As preparações vendidas em farmácia rondam que preços em média?
Temos dois tipos diferentes de preparações. Aquelas que são a flor, que é para ser vaporizada, tem um custo acrescido porque os doentes têm que comprar o vaporizador – que anda à volta dos 300 euros. A preparação em si custa 150 euros. Se tomar 1 grama por dia dá para 15 dias. Depende da patologia e da posologia que é dada pelo médico para a toma. Depois, as soluções orais de CBD só, isolado; e temos o CBD com THC em várias proporções. Rondam os 90 euros o frasco.
São medicações caras.
É mais caro do que aquilo que se compra na internet mas têm outras vantagens. O que se compra online não sabemos o que está lá dentro, não sabemos se tem qualidade e segurança para ser administrado a uma criança e também não tem acompanhamento médico. Isso é muito importante, principalmente quando estamos a falar de crianças, é muito importante para os pais.
O Observatório tem defendido a comparticipação destes produtos, qual é a vossa proposta?
Que seja comparticipado pelo menos como é o Sativex. Não é muito, mas 37% já é melhor que nada. Mas enquanto não for um medicamento de primeira e segunda linha, nunca vai ser comparticipado com uma percentagem mais elevada. Esta é que é a questão. Porque continua a ser de terceira linha, depois de todos já terem sido tentados. Isso está na lei. E por isso tem de haver também uma mudança na lei. Mas se conseguíssemos esses 37% já era uma grande ajuda.
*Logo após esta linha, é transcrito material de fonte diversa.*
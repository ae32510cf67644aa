//! Logging macros shared by the rendr crates
//!
//! | Macro | WASM (`debug_assertions` only) | Native |
//! |-------|--------------------------------|--------|
//! | `debug_log!` | `console.debug`, needs `debug-hooks` | `tracing::debug!` |
//! | `info_log!` | `console.info` | `tracing::info!` |
//! | `warn_log!` | `console.warn` | `tracing::warn!` |
//! | `error_log!` | `console.error` | `tracing::error!` |
//!
//! Browser builds have no subscriber to filter by level, so console output is
//! compiled out of release builds. Native builds always emit `tracing` events and
//! leave filtering to whichever subscriber the host installs.
//!
//! ## Example
//!
//! ```ignore
//! use rendr_components::{debug_log, warn_log};
//!
//! debug_log!("mounting into `{}`", selector);
//! warn_log!("no element matches `{}`", selector);
//! ```

/// Logs a debug message.
#[macro_export]
#[cfg(all(debug_assertions, feature = "debug-hooks", target_arch = "wasm32"))]
macro_rules! debug_log {
	($($arg:tt)*) => {{
		$crate::__web_sys::console::debug_1(&format!($($arg)*).into());
	}};
}

/// Logs a debug message.
#[macro_export]
#[cfg(all(target_arch = "wasm32", not(all(debug_assertions, feature = "debug-hooks"))))]
macro_rules! debug_log {
	($($arg:tt)*) => {{}};
}

/// Logs a debug message.
#[macro_export]
#[cfg(not(target_arch = "wasm32"))]
macro_rules! debug_log {
	($($arg:tt)*) => {{
		$crate::__tracing::debug!($($arg)*);
	}};
}

/// Logs an info message.
#[macro_export]
#[cfg(all(debug_assertions, target_arch = "wasm32"))]
macro_rules! info_log {
	($($arg:tt)*) => {{
		$crate::__web_sys::console::info_1(&format!($($arg)*).into());
	}};
}

/// Logs an info message.
#[macro_export]
#[cfg(all(not(debug_assertions), target_arch = "wasm32"))]
macro_rules! info_log {
	($($arg:tt)*) => {{}};
}

/// Logs an info message.
#[macro_export]
#[cfg(not(target_arch = "wasm32"))]
macro_rules! info_log {
	($($arg:tt)*) => {{
		$crate::__tracing::info!($($arg)*);
	}};
}

/// Logs a warning.
#[macro_export]
#[cfg(all(debug_assertions, target_arch = "wasm32"))]
macro_rules! warn_log {
	($($arg:tt)*) => {{
		$crate::__web_sys::console::warn_1(&format!($($arg)*).into());
	}};
}

/// Logs a warning.
#[macro_export]
#[cfg(all(not(debug_assertions), target_arch = "wasm32"))]
macro_rules! warn_log {
	($($arg:tt)*) => {{}};
}

/// Logs a warning.
#[macro_export]
#[cfg(not(target_arch = "wasm32"))]
macro_rules! warn_log {
	($($arg:tt)*) => {{
		$crate::__tracing::warn!($($arg)*);
	}};
}

/// Logs an error.
#[macro_export]
#[cfg(all(debug_assertions, target_arch = "wasm32"))]
macro_rules! error_log {
	($($arg:tt)*) => {{
		$crate::__web_sys::console::error_1(&format!($($arg)*).into());
	}};
}

/// Logs an error.
#[macro_export]
#[cfg(all(not(debug_assertions), target_arch = "wasm32"))]
macro_rules! error_log {
	($($arg:tt)*) => {{}};
}

/// Logs an error.
#[macro_export]
#[cfg(not(target_arch = "wasm32"))]
macro_rules! error_log {
	($($arg:tt)*) => {{
		$crate::__tracing::error!($($arg)*);
	}};
}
O que é que acontece na Europa?
Nalguns países da Europa, os seguros de saúde cobrem. Aqui os seguros não têm essa cobertura porque estes preparados são sempre de terceira linha, não é essencial.
Recebem muitos relatos de doentes que deixam de fazer a terapia porque não conseguem pagar?
Sim, há muitos doentes que interrompem o tratamento porque é muito caro. Vão racionando e acabam por deixar de tomar e voltam aos convencionais – que deixaram de ser solução, ou nunca foram solução. Muitos deles não têm outra opção. Mas as pessoas deixam de adquirir porque é muito caro. Compram as primeiras vezes, veem que resulta mas não têm como continuar.
Qual foi a história que mais a impressionou?
A de um doente que tem muitas complicações associadas: tem uma doença rara com dor crónica. E também teve um acidente – que piorou muito as dores crónicas em todo o corpo. Por vezes, tem crises reumatológicas que o impedem de escrever. Tem muita rigidez nos músculos. Ele sente-se muito aliviado quando faz uma das preparações, mas anda sempre a ver se consegue ter dinheiro para a comprar.
Até foi muito difícil no início conseguir que lhe receitassem a preparação. Eu própria ajudei o médico a prescrever pela primeira vez. Os nossos médicos já deviam ter formação para o fazer mas, como ninguém a faz, nós fizemos um bocadinho esse papel. No arranque foi difícil, esse doente foi complicado.